Defrosting North Polar Dunes

Each spring as the sun comes up over the polar regions, the seasonal frosts that have accumulated there during winter begin to sublimate away.

Dunes are among the first features to show spots and streaks resulting from the defrosting process. Unknown is whether the dark spots and streaks are sand (from the dune) that has been mobilized by wind, or frost that has become disrupted and coarse-grained (coarse grains of ice can look darker than fine grains).

This Mars Global Surveyor (MGS) Mars Orbiter Camera (MOC) image shows north polar dunes near 76.6°N, 255.9°W in early spring. The image, acquired in June 2002, is 3 km (1.9 mi) across. Sunlight illuminates the scene from the lower left.
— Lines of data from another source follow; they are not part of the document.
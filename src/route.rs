//! Page identity plus the optional record id that edit and detail pages
//! receive, written as `page?id=value`.

use std::fmt;

#[derive(Debug, Clone, PartialEq, Eq)]
pub enum Route {
    Home,
    Explore,
    Collection,
    /// Add form when `id` is `None`, edit form otherwise.
    Form { id: Option<String> },
    Detail { id: Option<String> },
}

impl Route {
    pub fn add() -> Self {
        Route::Form { id: None }
    }

    pub fn edit(id: impl Into<String>) -> Self {
        Route::Form {
            id: Some(id.into()),
        }
    }

    pub fn detail(id: impl Into<String>) -> Self {
        Route::Detail {
            id: Some(id.into()),
        }
    }

    /// Parse `page` or `page?id=value`. Page names accept the short form
    /// (`detail`) and the old page file names (`book_detail.html`).
    pub fn parse(raw: &str) -> Option<Self> {
        let raw = raw.trim();
        let (page, query) = match raw.split_once('?') {
            Some((page, query)) => (page, Some(query)),
            None => (raw, None),
        };
        let page = page.trim_start_matches('/');
        let page = page.strip_suffix(".html").unwrap_or(page);
        let id = query.and_then(query_id);

        match page.to_ascii_lowercase().as_str() {
            "" | "home" | "index" => Some(Route::Home),
            "explore" => Some(Route::Explore),
            "collection" | "save" => Some(Route::Collection),
            "form" | "add" | "add_book" | "edit" => Some(Route::Form { id }),
            "detail" | "book_detail" => Some(Route::Detail { id }),
            _ => None,
        }
    }

    pub fn page_name(&self) -> &'static str {
        match self {
            Route::Home => "home",
            Route::Explore => "explore",
            Route::Collection => "collection",
            Route::Form { .. } => "form",
            Route::Detail { .. } => "detail",
        }
    }

    pub fn id(&self) -> Option<&str> {
        match self {
            Route::Form { id } | Route::Detail { id } => id.as_deref(),
            _ => None,
        }
    }
}

fn query_id(query: &str) -> Option<String> {
    query
        .split('&')
        .filter_map(|pair| pair.split_once('='))
        .find(|(key, _)| *key == "id")
        .map(|(_, value)| {
            urlencoding::decode(value)
                .map(|decoded| decoded.into_owned())
                .unwrap_or_else(|_| value.to_string())
        })
        .filter(|value| !value.is_empty())
}

impl fmt::Display for Route {
    fn fmt(&self, f: &mut fmt::Formatter<'_>) -> fmt::Result {
        match self.id() {
            Some(id) => write!(f, "{}?id={}", self.page_name(), urlencoding::encode(id)),
            None => write!(f, "{}", self.page_name()),
        }
    }
}

#[cfg(test)]
mod tests {
    use super::*;

    #[test]
    fn parses_pages_and_ids() {
        assert_eq!(Route::parse("explore"), Some(Route::Explore));
        assert_eq!(Route::parse("save.html"), Some(Route::Collection));
        assert_eq!(Route::parse(""), Some(Route::Home));
        assert_eq!(
            Route::parse("book_detail.html?id=abc"),
            Some(Route::detail("abc"))
        );
        assert_eq!(Route::parse("add_book"), Some(Route::add()));
        assert_eq!(Route::parse("form?x=1&id=a%20b"), Some(Route::edit("a b")));
        assert_eq!(Route::parse("detail?id="), Some(Route::Detail { id: None }));
        assert_eq!(Route::parse("settings"), None);
    }

    #[test]
    fn display_round_trips() {
        for route in [Route::Home, Route::Collection, Route::edit("x y"), Route::detail("1")] {
            assert_eq!(Route::parse(&route.to_string()), Some(route));
        }
    }
}
//! Application configuration.
//!
//! Values come from built-in defaults, then an optional `config.toml` in the
//! user's config directory, then `BOOKSHELF_*` environment variables
//! (`BOOKSHELF_LOG__LEVEL=debug` sets `log.level`).

use std::path::{Path, PathBuf};

use anyhow::{anyhow, Result};
use config::{Config, ConfigError, Environment, File, FileFormat};
use directories::ProjectDirs;
use serde::Deserialize;

use crate::db::DEFAULT_STORAGE_KEY;

const APP_NAME: &str = "bookshelf";
const CONFIG_FILE_NAME: &str = "config.toml";

#[derive(Debug, Clone, Deserialize, PartialEq, Eq)]
pub struct AppConfig {
    /// Where the database and logs live. Defaults to the platform data dir.
    #[serde(default)]
    pub data_dir: Option<PathBuf>,
    /// Slot key holding the JSON-encoded collection.
    #[serde(default = "default_storage_key")]
    pub storage_key: String,
    #[serde(default)]
    pub log: LogConfig,
}

#[derive(Debug, Clone, Deserialize, PartialEq, Eq)]
pub struct LogConfig {
    /// One of `trace`, `debug`, `info`, `warn`, `error`.
    #[serde(default = "default_level")]
    pub level: String,
    /// Maximum number of rotated log files to keep. Unlimited when unset.
    #[serde(default)]
    pub keep: Option<usize>,
}

fn default_storage_key() -> String {
    DEFAULT_STORAGE_KEY.to_string()
}

fn default_level() -> String {
    "info".to_string()
}

impl Default for LogConfig {
    fn default() -> Self {
        Self {
            level: default_level(),
            keep: None,
        }
    }
}

impl Default for AppConfig {
    fn default() -> Self {
        Self {
            data_dir: None,
            storage_key: default_storage_key(),
            log: LogConfig::default(),
        }
    }
}

fn project_dirs() -> Option<ProjectDirs> {
    ProjectDirs::from("", "", APP_NAME)
}

impl AppConfig {
    /// Path of the optional config file.
    pub fn config_path() -> Option<PathBuf> {
        project_dirs().map(|dirs| dirs.config_dir().join(CONFIG_FILE_NAME))
    }

    /// Load from the default config file location plus the environment.
    pub fn load() -> Result<Self, ConfigError> {
        Self::load_from(Self::config_path().as_deref())
    }

    /// Load from an explicit (possibly missing) file plus the environment.
    pub fn load_from(path: Option<&Path>) -> Result<Self, ConfigError> {
        let mut builder = Config::builder();
        if let Some(path) = path {
            builder = builder.add_source(
                File::from(path.to_path_buf())
                    .format(FileFormat::Toml)
                    .required(false),
            );
        }
        builder
            .add_source(
                Environment::with_prefix("BOOKSHELF")
                    .prefix_separator("_")
                    .separator("__"),
            )
            .build()?
            .try_deserialize()
    }

    /// Configured data directory, or the platform default.
    pub fn data_dir(&self) -> Result<PathBuf> {
        if let Some(dir) = &self.data_dir {
            return Ok(dir.clone());
        }
        project_dirs()
            .map(|dirs| dirs.data_dir().to_path_buf())
            .ok_or_else(|| anyhow!("could not locate home directory"))
    }

    pub fn log_dir(&self) -> Result<PathBuf> {
        Ok(self.data_dir()?.join("logs"))
    }
}
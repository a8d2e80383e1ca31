use crate::models::Book;
use crate::views::{
    collection_view, detail_view, explore_view, home_view, CollectionCard, CollectionView,
    DetailView, ExploreFilter, ExploreRow, ExploreView, HomeView, ProgressTone,
};

/// Clamp `selected + offset` into `0..len`.
fn step(selected: usize, offset: isize, len: usize) -> usize {
    if len == 0 {
        return 0;
    }
    (selected as isize + offset).clamp(0, len as isize - 1) as usize
}

/// Which dashboard list has focus.
#[derive(Copy, Clone, PartialEq, Eq, Debug)]
pub(crate) enum HomeFocus {
    Strip,
    Latest,
}

pub(crate) struct HomeScreen {
    pub(crate) view: HomeView,
    pub(crate) focus: HomeFocus,
    pub(crate) strip_selected: usize,
    pub(crate) latest_selected: usize,
}

impl HomeScreen {
    pub(crate) fn new(books: &[Book]) -> Self {
        Self {
            view: home_view(books),
            focus: HomeFocus::Strip,
            strip_selected: 0,
            latest_selected: 0,
        }
    }

    pub(crate) fn toggle_focus(&mut self) {
        self.focus = match self.focus {
            HomeFocus::Strip if !self.view.latest.is_empty() => HomeFocus::Latest,
            _ => HomeFocus::Strip,
        };
    }

    pub(crate) fn move_strip(&mut self, offset: isize) {
        self.focus = HomeFocus::Strip;
        self.strip_selected = step(self.strip_selected, offset, self.view.collection.len());
    }

    pub(crate) fn move_latest(&mut self, offset: isize) {
        if self.view.latest.is_empty() {
            return;
        }
        self.focus = HomeFocus::Latest;
        self.latest_selected = step(self.latest_selected, offset, self.view.latest.len());
    }

    pub(crate) fn selected_id(&self) -> Option<&str> {
        match self.focus {
            HomeFocus::Strip => self
                .view
                .collection
                .get(self.strip_selected)
                .map(|tile| tile.id.as_str()),
            HomeFocus::Latest => self
                .view
                .latest
                .get(self.latest_selected)
                .map(|row| row.id.as_str()),
        }
    }
}

/// Explore keeps the array it loaded on entry and works against it until the
/// page is left.
pub(crate) struct ExploreScreen {
    pub(crate) books: Vec<Book>,
    pub(crate) filter: ExploreFilter,
    pub(crate) view: ExploreView,
    pub(crate) selected: usize,
}

impl ExploreScreen {
    pub(crate) fn new(books: Vec<Book>) -> Self {
        let filter = ExploreFilter::default();
        let view = explore_view(&books, &filter);
        Self {
            books,
            filter,
            view,
            selected: 0,
        }
    }

    /// Rebuild the visible rows from the cached array.
    pub(crate) fn refilter(&mut self) {
        self.view = explore_view(&self.books, &self.filter);
        self.selected = step(self.selected, 0, self.view.rows.len());
    }

    pub(crate) fn push_term(&mut self, ch: char) {
        self.filter.term.push(ch);
        self.selected = 0;
        self.refilter();
    }

    pub(crate) fn pop_term(&mut self) {
        self.filter.term.pop();
        self.refilter();
    }

    pub(crate) fn clear_term(&mut self) {
        self.filter.term.clear();
        self.refilter();
    }

    pub(crate) fn cycle_category(&mut self, offset: isize) {
        self.filter.cycle_category(offset);
        self.selected = 0;
        self.refilter();
    }

    pub(crate) fn move_selection(&mut self, offset: isize) {
        self.selected = step(self.selected, offset, self.view.rows.len());
    }

    pub(crate) fn select_first(&mut self) {
        self.selected = 0;
    }

    pub(crate) fn select_last(&mut self) {
        self.selected = self.view.rows.len().saturating_sub(1);
    }

    pub(crate) fn current_row(&self) -> Option<&ExploreRow> {
        self.view.rows.get(self.selected)
    }

    /// Flip completion on the cached record. Returns the new state, or
    /// `None` when the id is no longer cached.
    pub(crate) fn toggle(&mut self, id: &str) -> Option<bool> {
        let book = self.books.iter_mut().find(|book| book.id == id)?;
        let complete = book.toggle_complete();
        self.refilter();
        Some(complete)
    }

    /// Splice the record out of the cached array.
    pub(crate) fn remove(&mut self, id: &str) -> bool {
        let Some(index) = self.books.iter().position(|book| book.id == id) else {
            return false;
        };
        self.books.remove(index);
        self.refilter();
        true
    }
}

/// Collection rebuilds from a fresh load after every action.
pub(crate) struct CollectionScreen {
    pub(crate) view: CollectionView,
    pub(crate) selected: usize,
}

impl CollectionScreen {
    pub(crate) fn new(books: &[Book]) -> Self {
        Self {
            view: collection_view(books),
            selected: 0,
        }
    }

    /// Re-render from a fresh load, keeping the cursor where it was when
    /// possible.
    pub(crate) fn set_books(&mut self, books: &[Book]) {
        self.view = collection_view(books);
        self.selected = step(self.selected, 0, self.view.len());
    }

    pub(crate) fn move_selection(&mut self, offset: isize) {
        self.selected = step(self.selected, offset, self.view.len());
    }

    pub(crate) fn select_first(&mut self) {
        self.selected = 0;
    }

    pub(crate) fn select_last(&mut self) {
        self.selected = self.view.len().saturating_sub(1);
    }

    pub(crate) fn current_card(&self) -> Option<&CollectionCard> {
        self.view.cards().nth(self.selected)
    }
}

/// Detail page plus the slider preview, which only reaches the store on
/// commit.
pub(crate) struct DetailScreen {
    pub(crate) book: Book,
    pub(crate) view: DetailView,
    pub(crate) slider: u8,
}

impl DetailScreen {
    pub(crate) fn new(book: Book) -> Self {
        let view = detail_view(&book);
        let slider = book.progress.min(100);
        Self { book, view, slider }
    }

    /// Move the slider without persisting anything.
    pub(crate) fn nudge(&mut self, delta: i16) {
        self.slider = (self.slider as i16 + delta).clamp(0, 100) as u8;
    }

    pub(crate) fn set_slider(&mut self, value: u8) {
        self.slider = value.min(100);
    }

    pub(crate) fn preview_tone(&self) -> ProgressTone {
        if self.is_dirty() {
            ProgressTone::for_slider(self.slider)
        } else {
            self.view.tone
        }
    }

    pub(crate) fn is_dirty(&self) -> bool {
        self.slider != self.book.progress
    }

    /// Adopt the record returned by a commit.
    pub(crate) fn committed(&mut self, book: Book) {
        *self = Self::new(book);
    }
}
Here is a natural color image of Jupiter. Shown to the lower right is the massive Giant Red Spot or storm of gasses that constantly rotates around the planet and is believed to be 300 years old. This storm is almost the size of 3 Earths.

It is the largest planet in our solar system and is the first gaseous planet as we move from the Sun past Mars.
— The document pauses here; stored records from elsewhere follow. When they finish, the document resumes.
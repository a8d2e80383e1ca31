use std::collections::HashSet;
use std::path::Path;

use bookshelf::db::{ensure_schema, BookStore, KeyValueStorage, SqliteStorage, DEFAULT_STORAGE_KEY};
use bookshelf::models::{BookInput, CoverEdit};
use bookshelf::views::{collection_view, explore_view, home_view, ExploreFilter};

fn open(dir: &Path) -> BookStore<SqliteStorage> {
    let conn = ensure_schema(dir).unwrap();
    BookStore::new(SqliteStorage::new(conn))
}

fn dune() -> BookInput {
    BookInput {
        title: "Dune".into(),
        author: "Frank Herbert".into(),
        year: "1965".into(),
        description: String::new(),
        category: "Fiction".into(),
        is_complete: false,
    }
}

#[test]
fn created_book_survives_reopen() {
    let dir = tempfile::tempdir().unwrap();
    let created = open(dir.path()).create(dune(), None).unwrap();

    let books = open(dir.path()).load();
    assert_eq!(books.len(), 1);
    assert_eq!(books[0], created);
    assert_eq!(books[0].progress, 0);
    assert!(!books[0].is_complete);
}

#[test]
fn toggle_round_trips_progress() {
    let dir = tempfile::tempdir().unwrap();
    let store = open(dir.path());
    let id = store.create(dune(), None).unwrap().id;

    let book = store.toggle_complete(&id).unwrap();
    assert_eq!((book.progress, book.is_complete), (100, true));
    let book = store.toggle_complete(&id).unwrap();
    assert_eq!((book.progress, book.is_complete), (0, false));
}

#[test]
fn slider_commit_recomputes_flag() {
    let dir = tempfile::tempdir().unwrap();
    let store = open(dir.path());
    let id = store.create(dune(), None).unwrap().id;

    store.commit_progress(&id, 100).unwrap();
    let book = open(dir.path()).find_by_id(&id).unwrap();
    assert_eq!((book.progress, book.is_complete), (100, true));

    store.commit_progress(&id, 40).unwrap();
    let book = open(dir.path()).find_by_id(&id).unwrap();
    assert_eq!((book.progress, book.is_complete), (40, false));
}

#[test]
fn flag_and_progress_can_drift() {
    let dir = tempfile::tempdir().unwrap();
    let store = open(dir.path());
    let id = store.create(dune(), None).unwrap().id;
    store.commit_progress(&id, 100).unwrap();

    // An edit without the checkbox keeps the stored progress but clears the flag.
    let book = store.update(&id, dune(), &CoverEdit::Unchanged).unwrap();
    assert_eq!((book.progress, book.is_complete), (100, false));

    // Collection buckets by the flag, the card styling by effective completion.
    let view = collection_view(&store.load());
    assert_eq!(view.incomplete.len(), 1);
    assert_eq!(view.incomplete[0].progress, 100);
    assert_eq!(home_view(&store.load()).stats.completed, 0);
}

#[test]
fn delete_removes_exactly_one() {
    let dir = tempfile::tempdir().unwrap();
    let store = open(dir.path());
    let first = store.create(dune(), None).unwrap();
    store.create(dune(), None).unwrap();
    store.create(dune(), None).unwrap();

    let remaining = store.remove_by_id(&first.id).unwrap();
    assert_eq!(remaining.len(), 2);
    assert_eq!(store.load().len(), 2);
    assert!(store.find_by_id(&first.id).is_none());

    // Unknown ids leave the collection alone.
    assert_eq!(store.remove_by_id("missing").unwrap().len(), 2);
}

#[test]
fn ids_are_unique() {
    let dir = tempfile::tempdir().unwrap();
    let store = open(dir.path());
    for _ in 0..25 {
        store.create(dune(), None).unwrap();
    }
    let ids: HashSet<String> = store.load().into_iter().map(|book| book.id).collect();
    assert_eq!(ids.len(), 25);
}

#[test]
fn corrupt_slot_loads_empty() {
    let dir = tempfile::tempdir().unwrap();
    let storage = SqliteStorage::new(ensure_schema(dir.path()).unwrap());
    storage.set_item(DEFAULT_STORAGE_KEY, "{not json").unwrap();
    let store = BookStore::new(storage);
    assert!(store.load().is_empty());

    // The next save replaces the garbage.
    store.create(dune(), None).unwrap();
    assert_eq!(store.load().len(), 1);
}

#[test]
fn search_without_match_counts_zero() {
    let dir = tempfile::tempdir().unwrap();
    let store = open(dir.path());
    store.create(dune(), None).unwrap();

    let filter = ExploreFilter {
        category: None,
        term: "zzz".into(),
    };
    let view = explore_view(&store.load(), &filter);
    assert!(view.is_empty());
    assert_eq!(view.count_label, "0 books");
}

#[test]
fn missing_record_updates_fail() {
    let dir = tempfile::tempdir().unwrap();
    let store = open(dir.path());
    let err = store.toggle_complete("ghost").unwrap_err();
    assert_eq!(err.to_string(), "Book not found");
    assert!(store.load().is_empty());
}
It has 28 moons of which Io is the closest to the planet and is tidally torn constantly having violent volcanic eruptions. The icy Europa is one of Jupiter’s moons which shows a thick 2 mile or greater ice covering with liquid water beneath. It is a possible target to explore for life in our solar system.
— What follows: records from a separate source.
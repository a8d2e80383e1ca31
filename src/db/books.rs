use tracing::{error, info, warn};

use crate::error::StoreError;
use crate::models::{Book, BookInput, CoverEdit};

use super::storage::KeyValueStorage;

/// Slot key used when the configuration does not override it.
pub const DEFAULT_STORAGE_KEY: &str = "bookshelf_books_v1";

/// Sole owner of the persisted collection. Every operation loads the full
/// array and every mutation writes the full array back; there is no
/// incremental update. Two processes sharing one slot race with
/// last-write-wins.
pub struct BookStore<S> {
    storage: S,
    key: String,
}

impl<S: KeyValueStorage> BookStore<S> {
    pub fn new(storage: S) -> Self {
        Self::with_key(storage, DEFAULT_STORAGE_KEY)
    }

    pub fn with_key(storage: S, key: impl Into<String>) -> Self {
        Self {
            storage,
            key: key.into(),
        }
    }

    pub fn key(&self) -> &str {
        &self.key
    }

    /// Read the collection. Missing, unreadable, or undecodable content
    /// yields an empty list; the failure is only logged.
    pub fn load(&self) -> Vec<Book> {
        let raw = match self.storage.get_item(&self.key) {
            Ok(Some(raw)) => raw,
            Ok(None) => return Vec::new(),
            Err(err) => {
                error!(key = %self.key, %err, "failed to read books");
                return Vec::new();
            }
        };

        match serde_json::from_str(&raw) {
            Ok(books) => books,
            Err(err) => {
                error!(key = %self.key, %err, "failed to decode books, starting empty");
                Vec::new()
            }
        }
    }

    /// Overwrite the slot with the full collection.
    pub fn save(&self, books: &[Book]) -> Result<(), StoreError> {
        let encoded = serde_json::to_string(books)?;
        self.storage.set_item(&self.key, &encoded)?;
        Ok(())
    }

    pub fn find_by_id(&self, id: &str) -> Option<Book> {
        self.load().into_iter().find(|book| book.id == id)
    }

    /// Drop the record with `id` (if any) and return what is left.
    pub fn remove_by_id(&self, id: &str) -> Result<Vec<Book>, StoreError> {
        let mut books = self.load();
        let before = books.len();
        books.retain(|book| book.id != id);
        if books.len() == before {
            warn!(id, "delete requested for unknown book");
        }
        self.save(&books)?;
        info!(id, remaining = books.len(), "book removed");
        Ok(books)
    }

    /// Append a new record built from validated form input.
    pub fn create(&self, input: BookInput, cover: Option<String>) -> Result<Book, StoreError> {
        let mut books = self.load();
        let book = Book::from_input(input, cover);
        books.push(book.clone());
        self.save(&books)?;
        info!(id = %book.id, title = %book.title, "book created");
        Ok(book)
    }

    /// Overwrite the mutable fields of an existing record.
    pub fn update(&self, id: &str, input: BookInput, cover: &CoverEdit) -> Result<Book, StoreError> {
        self.modify(id, |book| book.apply_edit(input, cover))
            .inspect(|book| info!(id = %book.id, "book updated"))
    }

    /// Flip completion the same way the list buttons do.
    pub fn toggle_complete(&self, id: &str) -> Result<Book, StoreError> {
        self.modify(id, |book| {
            book.toggle_complete();
        })
        .inspect(|book| info!(id = %book.id, complete = book.is_complete, "completion toggled"))
    }

    /// Persist a released slider value.
    pub fn commit_progress(&self, id: &str, progress: u8) -> Result<Book, StoreError> {
        self.modify(id, |book| book.commit_progress(progress))
            .inspect(|book| info!(id = %book.id, progress = book.progress, "progress saved"))
    }

    fn modify<F>(&self, id: &str, change: F) -> Result<Book, StoreError>
    where
        F: FnOnce(&mut Book),
    {
        let mut books = self.load();
        let book = books
            .iter_mut()
            .find(|book| book.id == id)
            .ok_or_else(|| StoreError::NotFound(id.to_string()))?;
        change(book);
        let updated = book.clone();
        self.save(&books)?;
        Ok(updated)
    }
}

#[cfg(test)]
mod tests {
    use std::collections::HashSet;

    use super::*;
    use crate::db::MemoryStorage;

    fn input(title: &str) -> BookInput {
        BookInput {
            title: title.into(),
            author: "Frank Herbert".into(),
            year: "1965".into(),
            description: String::new(),
            category: "Fiction".into(),
            is_complete: false,
        }
    }

    fn store() -> BookStore<MemoryStorage> {
        BookStore::new(MemoryStorage::new())
    }

    #[test]
    fn empty_slot_loads_empty() {
        assert!(store().load().is_empty());
    }

    #[test]
    fn garbage_slot_loads_empty() {
        let store = BookStore::new(MemoryStorage::with_item(DEFAULT_STORAGE_KEY, "{not json"));
        assert!(store.load().is_empty());
    }

    #[test]
    fn sparse_record_keeps_the_rest_of_the_shelf() {
        let raw = r#"[{"id":"a","title":"Dune","author":"Frank Herbert","year":"1965",
            "createdAt":"2024-01-01T00:00:00.000Z"},{"id":"b","title":null,"year":null}]"#;
        let store = BookStore::new(MemoryStorage::with_item(DEFAULT_STORAGE_KEY, raw));
        let books = store.load();
        assert_eq!(books.len(), 2);
        assert_eq!(books[1].title, "");

        store.toggle_complete("a").unwrap();
        assert_eq!(store.load().len(), 2);
    }

    #[test]
    fn save_then_load_is_identity() {
        let store = store();
        let mut books = vec![
            Book::from_input(input("A"), None),
            Book::from_input(input("B"), Some("data:image/png;base64,AAAA".into())),
        ];
        books[1].mark_complete();
        store.save(&books).unwrap();
        assert_eq!(store.load(), books);
    }

    #[test]
    fn create_edit_delete_sequence_has_unique_ids() {
        let store = store();
        let a = store.create(input("A"), None).unwrap();
        let b = store.create(input("B"), None).unwrap();
        let c = store.create(input("C"), None).unwrap();

        let mut edited = input("B2");
        edited.is_complete = true;
        store.update(&b.id, edited, &CoverEdit::Unchanged).unwrap();
        store.remove_by_id(&a.id).unwrap();

        let books = store.load();
        let titles: Vec<_> = books.iter().map(|book| book.title.as_str()).collect();
        assert_eq!(titles, vec!["B2", "C"]);
        let ids: HashSet<_> = books.iter().map(|book| book.id.as_str()).collect();
        assert_eq!(ids.len(), books.len());
        assert_eq!(books[1].id, c.id);
        assert_eq!(books[0].progress, 100);
    }

    #[test]
    fn remove_unknown_id_keeps_collection() {
        let store = store();
        store.create(input("A"), None).unwrap();
        assert_eq!(store.remove_by_id("missing").unwrap().len(), 1);
    }

    #[test]
    fn mutations_on_unknown_id_fail() {
        let store = store();
        assert!(matches!(
            store.toggle_complete("nope"),
            Err(StoreError::NotFound(id)) if id == "nope"
        ));
        assert!(store.commit_progress("nope", 10).is_err());
    }

    #[test]
    fn find_by_id_sees_latest_write() {
        let store = store();
        let book = store.create(input("A"), None).unwrap();
        store.commit_progress(&book.id, 55).unwrap();
        assert_eq!(store.find_by_id(&book.id).map(|b| b.progress), Some(55));
        assert!(store.find_by_id("other").is_none());
    }

    #[test]
    fn custom_key_is_isolated() {
        let store = BookStore::with_key(MemoryStorage::new(), "shelf_b");
        store.create(input("A"), None).unwrap();
        assert_eq!(store.key(), "shelf_b");
        assert_eq!(store.load().len(), 1);
    }
}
The sixth planet from the Sun, Saturn, is the second largest planet in our solar system. Its intricate ring system has fascinated astronomers for centuries.

The rings are made of ice and rock particles--some as big as houses--that were probably pieces of comets or asteroids that broke up before they reached the planet.

At least 30 moons orbit Saturn. The largest, Titan, exceeds the size of the planets Mercury or Pluto and wraps itself in a dense, nitrogen-rich atmosphere reminiscent of the early Earth's atmosphere.

Uranus, the third largest planet in our solar system, may be the strangest because it spins on its side.

That severe tilt to its rotational axis may result from a great collision long ago.

As the seventh planet from the Sun, Uranus takes 84 years to complete an orbit.

It is a "gas giant" with no solid surface.

It may have a small, silicate-rich core, but most of its gas consists of water, ammonia and methane. The methane gas above the cloud layers gives it a blue-green color.

Neptune orbits about 30 times as far from the Sun as Earth does. It takes about 165 years to complete each loop.

Most of the time, it is the eighth planet from the Sun, but because of Pluto's odd-shaped orbit, Neptune is actually the farthest out of the nine planets for about 20 years out of every 248 years.

Like the other three "gas giant" planets -- Jupiter, Saturn and Uranus -- Neptune has no solid surface. Its atmosphere contains hydrogen and helium with enough methane to give it a bluish tint.

Winds on Neptune blow faster than on any other planet.

The discoveries of Neptune and its largest moon, Triton, came less than a month apart in 1846. Mathematicians had accurately predicted where Neptune could be discovered, based on its gravitational effect on Uranus.

Taking 248 years to orbit the Sun, Pluto is the smallest and most distant planet from the Sun.

Its diameter is only about two-thirds that of our Moon's.

Pluto is sometimes considered a double planet system because its moon, Charon, is about half Pluto's size, making Charon the largest satellite in the solar system in proportion to the size of its planet.

This distant planet is the only one in our solar system yet to be visited by spacecraft, but NASA is exploring the possibility of such a mission.